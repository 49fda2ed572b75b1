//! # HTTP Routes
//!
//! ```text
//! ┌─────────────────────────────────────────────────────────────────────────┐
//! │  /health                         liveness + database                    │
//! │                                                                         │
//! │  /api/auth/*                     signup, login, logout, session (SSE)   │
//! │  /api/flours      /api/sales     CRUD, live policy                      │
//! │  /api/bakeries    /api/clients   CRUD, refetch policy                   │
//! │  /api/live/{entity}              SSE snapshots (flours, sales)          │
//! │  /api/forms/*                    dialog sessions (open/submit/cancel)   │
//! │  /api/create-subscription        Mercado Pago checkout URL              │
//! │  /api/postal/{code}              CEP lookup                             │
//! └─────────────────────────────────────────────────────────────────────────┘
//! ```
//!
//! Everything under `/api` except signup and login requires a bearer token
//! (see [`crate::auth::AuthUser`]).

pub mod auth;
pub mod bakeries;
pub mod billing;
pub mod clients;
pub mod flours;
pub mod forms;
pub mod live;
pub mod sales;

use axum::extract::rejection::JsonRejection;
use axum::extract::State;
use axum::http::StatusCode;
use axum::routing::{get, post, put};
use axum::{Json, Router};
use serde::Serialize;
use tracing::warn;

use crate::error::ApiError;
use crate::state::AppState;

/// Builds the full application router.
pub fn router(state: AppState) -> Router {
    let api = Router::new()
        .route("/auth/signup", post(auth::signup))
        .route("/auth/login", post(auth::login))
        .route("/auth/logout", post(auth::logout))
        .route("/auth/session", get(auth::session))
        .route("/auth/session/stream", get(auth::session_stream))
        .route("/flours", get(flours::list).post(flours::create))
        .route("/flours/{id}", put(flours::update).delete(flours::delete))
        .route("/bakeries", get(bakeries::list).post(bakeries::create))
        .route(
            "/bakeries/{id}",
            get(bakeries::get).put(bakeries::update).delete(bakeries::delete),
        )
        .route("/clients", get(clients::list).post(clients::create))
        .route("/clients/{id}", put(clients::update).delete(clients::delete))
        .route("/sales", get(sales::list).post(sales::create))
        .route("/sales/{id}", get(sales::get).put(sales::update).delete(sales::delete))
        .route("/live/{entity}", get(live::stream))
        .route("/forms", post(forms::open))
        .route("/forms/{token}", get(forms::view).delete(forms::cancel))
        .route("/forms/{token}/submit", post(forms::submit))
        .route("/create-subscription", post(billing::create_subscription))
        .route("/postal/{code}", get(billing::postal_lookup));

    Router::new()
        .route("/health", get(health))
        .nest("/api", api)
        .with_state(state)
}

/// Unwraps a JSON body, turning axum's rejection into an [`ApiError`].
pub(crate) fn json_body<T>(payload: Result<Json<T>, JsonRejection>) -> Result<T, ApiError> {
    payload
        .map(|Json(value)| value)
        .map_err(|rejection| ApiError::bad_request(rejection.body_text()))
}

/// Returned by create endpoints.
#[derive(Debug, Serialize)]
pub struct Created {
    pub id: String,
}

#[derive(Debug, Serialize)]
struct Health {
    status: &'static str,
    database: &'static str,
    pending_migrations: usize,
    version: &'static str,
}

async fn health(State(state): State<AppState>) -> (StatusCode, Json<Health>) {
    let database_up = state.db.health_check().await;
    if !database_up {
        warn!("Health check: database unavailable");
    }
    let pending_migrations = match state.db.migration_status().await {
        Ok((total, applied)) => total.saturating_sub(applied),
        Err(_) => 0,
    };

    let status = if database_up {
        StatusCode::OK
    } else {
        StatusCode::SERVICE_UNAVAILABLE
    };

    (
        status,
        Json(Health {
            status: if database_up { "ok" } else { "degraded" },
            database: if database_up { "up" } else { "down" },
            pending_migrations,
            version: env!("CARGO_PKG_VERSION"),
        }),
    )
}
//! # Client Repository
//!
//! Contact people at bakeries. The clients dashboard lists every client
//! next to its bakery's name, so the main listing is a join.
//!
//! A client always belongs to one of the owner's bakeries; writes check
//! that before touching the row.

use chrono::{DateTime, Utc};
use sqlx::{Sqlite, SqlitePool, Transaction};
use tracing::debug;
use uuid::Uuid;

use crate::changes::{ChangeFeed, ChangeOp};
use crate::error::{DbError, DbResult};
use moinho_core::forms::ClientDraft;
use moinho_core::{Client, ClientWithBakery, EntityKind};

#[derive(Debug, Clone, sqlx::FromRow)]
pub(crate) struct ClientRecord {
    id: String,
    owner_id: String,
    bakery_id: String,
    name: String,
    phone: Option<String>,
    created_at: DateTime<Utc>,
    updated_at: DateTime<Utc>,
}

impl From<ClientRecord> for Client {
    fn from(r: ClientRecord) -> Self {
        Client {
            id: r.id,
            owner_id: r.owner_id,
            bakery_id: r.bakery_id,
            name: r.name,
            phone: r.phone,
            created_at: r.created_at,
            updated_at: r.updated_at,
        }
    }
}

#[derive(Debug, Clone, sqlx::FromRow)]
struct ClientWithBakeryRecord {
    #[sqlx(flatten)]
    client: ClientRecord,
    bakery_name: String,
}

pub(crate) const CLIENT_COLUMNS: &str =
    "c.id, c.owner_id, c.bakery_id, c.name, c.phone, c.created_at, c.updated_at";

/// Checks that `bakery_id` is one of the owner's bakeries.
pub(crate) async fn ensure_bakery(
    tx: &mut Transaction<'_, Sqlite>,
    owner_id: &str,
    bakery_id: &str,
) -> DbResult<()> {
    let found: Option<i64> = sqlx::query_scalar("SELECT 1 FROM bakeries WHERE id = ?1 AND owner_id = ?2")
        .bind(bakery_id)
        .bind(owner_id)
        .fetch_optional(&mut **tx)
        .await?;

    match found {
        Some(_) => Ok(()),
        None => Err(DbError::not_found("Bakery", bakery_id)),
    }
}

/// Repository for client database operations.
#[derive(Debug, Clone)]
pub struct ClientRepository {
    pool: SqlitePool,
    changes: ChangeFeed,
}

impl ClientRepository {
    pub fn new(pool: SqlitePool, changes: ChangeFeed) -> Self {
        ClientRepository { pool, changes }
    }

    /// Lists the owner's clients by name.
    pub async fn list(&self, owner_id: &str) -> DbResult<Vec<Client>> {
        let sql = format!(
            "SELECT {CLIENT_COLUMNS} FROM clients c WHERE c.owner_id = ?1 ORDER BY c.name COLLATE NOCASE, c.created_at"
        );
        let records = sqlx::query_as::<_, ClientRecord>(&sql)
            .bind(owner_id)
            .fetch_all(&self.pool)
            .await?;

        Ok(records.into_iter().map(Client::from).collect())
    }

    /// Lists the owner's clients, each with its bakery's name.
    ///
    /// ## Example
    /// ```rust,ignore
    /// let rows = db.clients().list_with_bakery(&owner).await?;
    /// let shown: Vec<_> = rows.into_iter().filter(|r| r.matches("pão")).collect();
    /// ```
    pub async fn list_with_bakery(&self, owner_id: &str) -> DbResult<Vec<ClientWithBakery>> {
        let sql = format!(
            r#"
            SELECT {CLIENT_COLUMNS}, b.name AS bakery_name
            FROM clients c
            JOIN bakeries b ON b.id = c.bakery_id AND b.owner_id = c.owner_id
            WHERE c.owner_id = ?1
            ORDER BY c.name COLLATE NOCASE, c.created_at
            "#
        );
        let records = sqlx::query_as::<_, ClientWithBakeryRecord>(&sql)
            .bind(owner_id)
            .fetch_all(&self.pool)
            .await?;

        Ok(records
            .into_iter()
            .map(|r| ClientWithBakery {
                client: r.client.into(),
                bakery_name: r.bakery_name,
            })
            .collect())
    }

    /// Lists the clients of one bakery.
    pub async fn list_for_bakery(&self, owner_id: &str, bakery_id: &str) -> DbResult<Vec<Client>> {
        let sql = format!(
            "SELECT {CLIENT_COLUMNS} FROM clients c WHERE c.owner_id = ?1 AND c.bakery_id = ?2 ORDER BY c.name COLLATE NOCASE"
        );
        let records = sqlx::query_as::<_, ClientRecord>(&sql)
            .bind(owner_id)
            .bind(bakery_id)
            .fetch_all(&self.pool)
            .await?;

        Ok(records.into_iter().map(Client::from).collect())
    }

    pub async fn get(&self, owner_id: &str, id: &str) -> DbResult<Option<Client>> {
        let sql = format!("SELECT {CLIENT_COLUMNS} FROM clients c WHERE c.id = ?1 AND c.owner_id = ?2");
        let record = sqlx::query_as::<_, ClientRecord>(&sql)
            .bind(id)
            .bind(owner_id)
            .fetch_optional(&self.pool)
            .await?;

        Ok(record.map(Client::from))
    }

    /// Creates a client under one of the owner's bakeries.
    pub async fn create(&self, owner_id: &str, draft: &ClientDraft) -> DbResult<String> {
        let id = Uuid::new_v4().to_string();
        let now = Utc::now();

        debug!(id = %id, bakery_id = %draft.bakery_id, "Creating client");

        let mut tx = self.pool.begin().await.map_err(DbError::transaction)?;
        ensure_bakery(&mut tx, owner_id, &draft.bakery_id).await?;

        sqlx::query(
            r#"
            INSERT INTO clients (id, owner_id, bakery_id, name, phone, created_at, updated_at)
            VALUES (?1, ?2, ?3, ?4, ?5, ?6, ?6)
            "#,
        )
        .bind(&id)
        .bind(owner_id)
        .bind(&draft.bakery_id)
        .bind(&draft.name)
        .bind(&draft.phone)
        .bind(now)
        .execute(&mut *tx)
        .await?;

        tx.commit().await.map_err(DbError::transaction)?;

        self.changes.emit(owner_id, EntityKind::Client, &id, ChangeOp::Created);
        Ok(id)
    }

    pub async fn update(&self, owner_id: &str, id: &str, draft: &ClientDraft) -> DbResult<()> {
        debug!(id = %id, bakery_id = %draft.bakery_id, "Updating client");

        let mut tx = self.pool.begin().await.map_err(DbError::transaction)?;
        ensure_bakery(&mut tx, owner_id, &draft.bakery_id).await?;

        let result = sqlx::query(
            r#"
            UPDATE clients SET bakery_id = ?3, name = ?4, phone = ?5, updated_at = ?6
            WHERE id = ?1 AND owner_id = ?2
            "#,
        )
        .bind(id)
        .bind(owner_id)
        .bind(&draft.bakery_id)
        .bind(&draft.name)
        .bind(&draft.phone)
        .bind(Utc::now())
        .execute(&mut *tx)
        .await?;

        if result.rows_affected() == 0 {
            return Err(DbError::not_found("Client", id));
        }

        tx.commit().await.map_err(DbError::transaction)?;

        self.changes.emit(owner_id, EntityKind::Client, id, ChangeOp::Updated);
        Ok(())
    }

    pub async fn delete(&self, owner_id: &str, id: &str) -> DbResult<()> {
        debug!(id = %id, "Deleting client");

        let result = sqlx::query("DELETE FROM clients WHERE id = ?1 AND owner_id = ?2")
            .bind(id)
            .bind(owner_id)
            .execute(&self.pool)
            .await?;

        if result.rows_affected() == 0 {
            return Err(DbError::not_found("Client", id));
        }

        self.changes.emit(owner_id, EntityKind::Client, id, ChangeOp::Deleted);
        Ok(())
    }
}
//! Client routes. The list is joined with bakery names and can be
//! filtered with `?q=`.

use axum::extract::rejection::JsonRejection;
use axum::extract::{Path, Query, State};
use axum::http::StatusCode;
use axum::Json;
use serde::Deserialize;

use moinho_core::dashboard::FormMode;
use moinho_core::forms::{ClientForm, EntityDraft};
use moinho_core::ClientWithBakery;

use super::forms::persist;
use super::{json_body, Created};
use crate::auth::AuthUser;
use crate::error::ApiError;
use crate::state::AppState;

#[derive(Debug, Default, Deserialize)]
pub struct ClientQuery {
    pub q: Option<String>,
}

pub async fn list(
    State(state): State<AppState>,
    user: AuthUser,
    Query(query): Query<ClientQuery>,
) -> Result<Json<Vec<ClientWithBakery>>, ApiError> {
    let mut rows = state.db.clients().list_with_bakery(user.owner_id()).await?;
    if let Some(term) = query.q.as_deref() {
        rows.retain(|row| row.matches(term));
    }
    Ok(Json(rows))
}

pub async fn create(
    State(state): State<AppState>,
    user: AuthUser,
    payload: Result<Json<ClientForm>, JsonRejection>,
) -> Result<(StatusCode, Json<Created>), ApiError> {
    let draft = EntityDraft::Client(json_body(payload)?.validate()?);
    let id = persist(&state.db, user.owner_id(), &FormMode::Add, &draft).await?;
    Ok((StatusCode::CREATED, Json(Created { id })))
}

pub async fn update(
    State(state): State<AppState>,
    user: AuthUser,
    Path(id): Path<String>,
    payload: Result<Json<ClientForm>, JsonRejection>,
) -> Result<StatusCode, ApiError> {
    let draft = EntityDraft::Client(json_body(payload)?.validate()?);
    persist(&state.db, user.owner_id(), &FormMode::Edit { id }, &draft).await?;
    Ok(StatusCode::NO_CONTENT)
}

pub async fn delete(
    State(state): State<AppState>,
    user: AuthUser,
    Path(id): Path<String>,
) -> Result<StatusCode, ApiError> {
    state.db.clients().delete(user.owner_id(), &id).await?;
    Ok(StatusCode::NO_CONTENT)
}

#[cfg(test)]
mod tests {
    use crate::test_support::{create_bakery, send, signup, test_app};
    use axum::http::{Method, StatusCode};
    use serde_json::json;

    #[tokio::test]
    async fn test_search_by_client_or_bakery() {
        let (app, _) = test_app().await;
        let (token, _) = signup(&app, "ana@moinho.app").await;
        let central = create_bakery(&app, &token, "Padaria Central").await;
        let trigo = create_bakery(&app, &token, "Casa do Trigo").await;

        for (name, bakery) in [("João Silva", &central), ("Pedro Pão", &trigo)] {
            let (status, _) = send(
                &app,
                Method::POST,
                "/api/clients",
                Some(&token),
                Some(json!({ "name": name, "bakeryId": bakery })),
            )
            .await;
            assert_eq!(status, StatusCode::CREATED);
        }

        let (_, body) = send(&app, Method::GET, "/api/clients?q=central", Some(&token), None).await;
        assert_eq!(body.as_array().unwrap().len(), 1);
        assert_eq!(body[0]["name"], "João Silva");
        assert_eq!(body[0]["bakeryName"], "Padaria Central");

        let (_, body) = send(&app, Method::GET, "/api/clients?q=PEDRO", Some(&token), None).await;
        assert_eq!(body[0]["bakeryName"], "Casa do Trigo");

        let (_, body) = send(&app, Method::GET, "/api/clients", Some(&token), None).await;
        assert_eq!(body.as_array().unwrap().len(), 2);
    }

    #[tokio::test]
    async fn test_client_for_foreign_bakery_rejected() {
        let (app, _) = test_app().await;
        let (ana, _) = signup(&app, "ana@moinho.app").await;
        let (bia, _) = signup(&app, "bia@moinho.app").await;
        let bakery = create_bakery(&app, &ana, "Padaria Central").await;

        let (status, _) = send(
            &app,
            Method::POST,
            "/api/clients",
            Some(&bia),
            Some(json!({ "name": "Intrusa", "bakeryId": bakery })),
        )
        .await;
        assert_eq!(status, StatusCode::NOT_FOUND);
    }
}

*WORK REQUIRED*
Up to and including the line with "pub mod bakeries;", please return the records exactly, beginning from their first line.

*ANSWER TO THE EXERCISE*
repository 49fda2ed572b75b1
//! # HTTP Routes
//!
//! ```text
//! ┌─────────────────────────────────────────────────────────────────────────┐
//! │  /health                         liveness + database                    │
//! │                                                                         │
//! │  /api/auth/*                     signup, login, logout, session (SSE)   │
//! │  /api/flours      /api/sales     CRUD, live policy                      │
//! │  /api/bakeries    /api/clients   CRUD, refetch policy                   │
//! │  /api/live/{entity}              SSE snapshots (flours, sales)          │
//! │  /api/forms/*                    dialog sessions (open/submit/cancel)   │
//! │  /api/create-subscription        Mercado Pago checkout URL              │
//! │  /api/postal/{code}              CEP lookup                             │
//! └─────────────────────────────────────────────────────────────────────────┘
//! ```
//!
//! Everything under `/api` except signup and login requires a bearer token
//! (see [`crate::auth::AuthUser`]).

pub mod auth;
pub mod bakeries;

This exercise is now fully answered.